Super Hi-Vision, also known as Ultra High Definition Video, UHDV, Ultra High Definition Television, UHDTV and UHD is a digital video format, currently proposed by NHK of Japan.

The new format with a resolution of 7,680 × 4,320 pixels is four times as wide and four times as high (for a total of 16 times the pixel resolution) as existing HDTV, which has a maximum resolution of 1920 × 1080 pixels.

Experimental technology
Because this format is highly experimental, NHK researchers had to build their own prototype from scratch. In the system demonstrated in September 2003 they used an array of 16 HDTV recorders to capture the 18-minute-long test footage.
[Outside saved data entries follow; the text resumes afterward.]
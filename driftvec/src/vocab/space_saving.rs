use std::io::{Read, Write};

use fnv::FnvHashMap;
use rand::Rng;

use crate::error::{Error, Result};
use crate::io::{
    read_f32, read_string, read_usize, read_usize_vec, write_f32, write_string, write_usize,
    write_usize_vec, ReadModelBinary, WriteModelBinary,
};
use crate::vocab::{keep_probability, DEFAULT_SUBSAMPLE_THRESHOLD};

/// Bounded-memory approximate vocabulary (Metwally et al.).
///
/// At most `capacity` words are tracked. Once full, an unknown word takes
/// over the slot of the current minimum: the victim's external index is
/// handed to the newcomer, whose counter becomes the victim's count plus
/// one (the space-saving overestimate), and the `(index, word)` of the
/// victim is reported so per-index training state can be reset.
///
/// External indices are what the public API speaks; internal slot ids
/// address physical counter positions and may be reordered by `truncate`.
#[derive(Clone, Debug)]
pub struct SpaceSavingLanguageModel {
    subsample_threshold: f32,
    capacity: usize,
    total: usize,
    min_slot: usize,
    counters: Vec<usize>,
    word_ids: FnvHashMap<String, usize>,
    internal_ids: Vec<usize>,
    external_ids: Vec<usize>,
    words: Vec<String>,
}

impl SpaceSavingLanguageModel {
    pub fn new(num_counters: usize, subsample_threshold: f32) -> Result<Self> {
        if num_counters == 0 {
            return Err(Error::invalid_config(
                "space-saving vocabulary needs at least one counter",
            ));
        }

        Ok(SpaceSavingLanguageModel {
            subsample_threshold,
            capacity: num_counters,
            total: 0,
            min_slot: 0,
            counters: Vec::new(),
            word_ids: FnvHashMap::default(),
            internal_ids: Vec::new(),
            external_ids: Vec::new(),
            words: Vec::new(),
        })
    }

    pub fn with_capacity(num_counters: usize) -> Result<Self> {
        SpaceSavingLanguageModel::new(num_counters, DEFAULT_SUBSAMPLE_THRESHOLD)
    }

    /// Observe one token, evicting the minimum entry when full.
    pub fn increment(&mut self, word: &str) -> Option<(usize, String)> {
        self.total += 1;

        if let Some(&ext_idx) = self.word_ids.get(word) {
            let slot = self.internal_ids[ext_idx];
            self.counters[slot] += 1;
            // Counters only grow: the minimum can only move away from
            // the slot that was just incremented.
            if slot == self.min_slot {
                self.update_min_slot();
            }
            None
        } else if self.words.len() < self.capacity {
            self.unfull_append(word);
            None
        } else {
            Some(self.full_replace(word))
        }
    }

    fn unfull_append(&mut self, word: &str) {
        let slot = self.words.len();
        self.word_ids.insert(word.to_owned(), slot);
        self.words.push(word.to_owned());
        self.counters.push(1);
        self.internal_ids.push(slot);
        self.external_ids.push(slot);
        if slot == 0 || self.counters[self.min_slot] > 1 {
            self.min_slot = slot;
        }
    }

    fn full_replace(&mut self, word: &str) -> (usize, String) {
        let slot = self.min_slot;
        let ext_idx = self.external_ids[slot];
        let evicted = std::mem::replace(&mut self.words[slot], word.to_owned());
        self.word_ids.remove(&evicted);
        self.word_ids.insert(word.to_owned(), ext_idx);
        // Space-saving overestimate: the newcomer may have occurred up to
        // counters[slot] times while untracked.
        self.counters[slot] += 1;
        self.update_min_slot();
        (ext_idx, evicted)
    }

    fn update_min_slot(&mut self) {
        let mut min = 0;
        for slot in 1..self.counters.len() {
            if self.counters[slot] < self.counters[min] {
                min = slot;
            }
        }
        self.min_slot = min;
    }

    pub fn lookup(&self, word: &str) -> Option<usize> {
        self.word_ids.get(word).copied()
    }

    pub fn reverse_lookup(&self, ext_word_idx: usize) -> Result<&str> {
        self.internal_ids
            .get(ext_word_idx)
            .map(|&slot| self.words[slot].as_str())
            .ok_or_else(|| Error::out_of_range(ext_word_idx, self.words.len()))
    }

    pub fn count(&self, ext_word_idx: usize) -> Result<usize> {
        self.internal_ids
            .get(ext_word_idx)
            .map(|&slot| self.counters[slot])
            .ok_or_else(|| Error::out_of_range(ext_word_idx, self.counters.len()))
    }

    pub fn counts(&self) -> Vec<usize> {
        self.internal_ids
            .iter()
            .map(|&slot| self.counters[slot])
            .collect()
    }

    pub fn ordered_counts(&self) -> Vec<usize> {
        let mut counts = self.counters.clone();
        counts.sort_unstable_by(|a, b| b.cmp(a));
        counts
    }

    pub fn size(&self) -> usize {
        self.words.len()
    }

    pub fn capacity(&self) -> usize {
        self.capacity
    }

    pub fn total(&self) -> usize {
        self.total
    }

    pub fn subsample<R: Rng>(&self, ext_word_idx: usize, rng: &mut R) -> Result<bool> {
        let count = self.count(ext_word_idx)?;
        Ok(rng.gen::<f32>() < keep_probability(self.subsample_threshold, count, self.total))
    }

    /// Drop the lowest-count entries until at most `max_size` remain,
    /// renumbering survivors densely in descending count order.
    ///
    /// Existing per-index state is invalidated; size the vocabulary
    /// before training.
    pub fn truncate(&mut self, max_size: usize) {
        let mut order: Vec<usize> = (0..self.counters.len()).collect();
        order.sort_by(|&a, &b| {
            self.counters[b]
                .cmp(&self.counters[a])
                .then_with(|| a.cmp(&b))
        });
        order.truncate(max_size);

        let words: Vec<String> = order.iter().map(|&slot| self.words[slot].clone()).collect();
        let counters: Vec<usize> = order.iter().map(|&slot| self.counters[slot]).collect();
        self.word_ids = words
            .iter()
            .enumerate()
            .map(|(idx, word)| (word.clone(), idx))
            .collect();
        self.internal_ids = (0..words.len()).collect();
        self.external_ids = (0..words.len()).collect();
        self.words = words;
        self.counters = counters;
        self.update_min_slot();
    }

    #[allow(clippy::too_many_arguments)]
    pub(crate) fn from_parts(
        subsample_threshold: f32,
        capacity: usize,
        total: usize,
        min_slot: usize,
        counters: Vec<usize>,
        internal_ids: Vec<usize>,
        external_ids: Vec<usize>,
        words: Vec<String>,
    ) -> Result<Self> {
        if capacity == 0 {
            return Err(Error::invalid_config(
                "space-saving vocabulary needs at least one counter",
            ));
        }
        let size = words.len();
        if counters.len() != size || internal_ids.len() != size || external_ids.len() != size {
            return Err(Error::invariant("slot tables differ in length"));
        }
        if size > capacity {
            return Err(Error::invariant("more live slots than counters"));
        }
        if size > 0 && min_slot >= size {
            return Err(Error::invariant("minimum slot out of range"));
        }
        for (ext_idx, &slot) in internal_ids.iter().enumerate() {
            if slot >= size || external_ids[slot] != ext_idx {
                return Err(Error::invariant("id tables are not inverses"));
            }
        }
        if size > 0 && counters.iter().min() != Some(&counters[min_slot]) {
            return Err(Error::invariant("minimum slot does not hold the minimum"));
        }
        let word_ids = words
            .iter()
            .enumerate()
            .map(|(slot, word)| (word.clone(), external_ids[slot]))
            .collect::<FnvHashMap<_, _>>();
        if word_ids.len() != size {
            return Err(Error::invariant("duplicate word in vocabulary"));
        }
        Ok(SpaceSavingLanguageModel {
            subsample_threshold,
            capacity,
            total,
            min_slot,
            counters,
            word_ids,
            internal_ids,
            external_ids,
            words,
        })
    }
}

impl PartialEq for SpaceSavingLanguageModel {
    fn eq(&self, other: &Self) -> bool {
        self.subsample_threshold.to_bits() == other.subsample_threshold.to_bits()
            && self.capacity == other.capacity
            && self.total == other.total
            && self.min_slot == other.min_slot
            && self.counters == other.counters
            && self.internal_ids == other.internal_ids
            && self.external_ids == other.external_ids
            && self.words == other.words
    }
}

impl<W> WriteModelBinary<W> for SpaceSavingLanguageModel
where
    W: Write,
{
    fn write_model_binary(&self, write: &mut W) -> Result<()> {
        write_f32(write, self.subsample_threshold)?;
        write_usize(write, self.capacity)?;
        write_usize(write, self.total)?;
        write_usize(write, self.min_slot)?;
        write_usize_vec(write, &self.counters)?;
        write_usize_vec(write, &self.internal_ids)?;
        write_usize_vec(write, &self.external_ids)?;
        write_usize(write, self.words.len())?;
        for word in &self.words {
            write_string(write, word)?;
        }
        Ok(())
    }
}

impl<R> ReadModelBinary<R> for SpaceSavingLanguageModel
where
    R: Read,
{
    fn read_model_binary(read: &mut R) -> Result<Self> {
        let subsample_threshold = read_f32(read)?;
        let capacity = read_usize(read)?;
        let total = read_usize(read)?;
        let min_slot = read_usize(read)?;
        let counters = read_usize_vec(read)?;
        let internal_ids = read_usize_vec(read)?;
        let external_ids = read_usize_vec(read)?;
        let n_words = read_usize(read)?;
        let mut words = Vec::with_capacity(n_words);
        for _ in 0..n_words {
            words.push(read_string(read)?);
        }
        SpaceSavingLanguageModel::from_parts(
            subsample_threshold,
            capacity,
            total,
            min_slot,
            counters,
            internal_ids,
            external_ids,
            words,
        )
    }
}
use thiserror::Error;

/// Errors surfaced by the training core.
#[derive(Debug, Error)]
pub enum Error {
    /// A word index outside `[0, size)`.
    #[error("word index {index} out of range for vocabulary of size {size}")]
    OutOfRange { index: usize, size: usize },

    /// A hyperparameter that cannot be trained with.
    #[error("invalid configuration: {0}")]
    InvalidConfig(String),

    /// A model stream that cannot be decoded.
    #[error("cannot deserialize model: {0}")]
    Deserialize(String),

    /// Internal state that contradicts a model invariant. Fatal.
    #[error("invariant violation: {0}")]
    Invariant(String),

    #[error("I/O error: {0}")]
    Io(#[from] std::io::Error),
}

impl Error {
    pub(crate) fn out_of_range(index: usize, size: usize) -> Self {
        Error::OutOfRange { index, size }
    }

    pub(crate) fn invalid_config(msg: impl Into<String>) -> Self {
        Error::InvalidConfig(msg.into())
    }

    pub(crate) fn deserialize(msg: impl Into<String>) -> Self {
        Error::Deserialize(msg.into())
    }

    pub(crate) fn invariant(msg: impl Into<String>) -> Self {
        Error::Invariant(msg.into())
    }
}

pub type Result<T> = std::result::Result<T, Error>;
The camera itself was built with four 2.5 inch (64 mm) CCDs with a combined resolution of only 3840 × 2048. They then resorted to pixel shifting to bring it to 7680 × 4320

Demonstrations
The system was demonstrated at Expo 2005, Aichi, Japan, the NAB 2006 and NAB 2007 conferences, Las Vegas, and at IBC 2006, Amsterdam, Netherlands. A review of the NAB 2006 demo was published in a Broadcast Engineering e-newsletter.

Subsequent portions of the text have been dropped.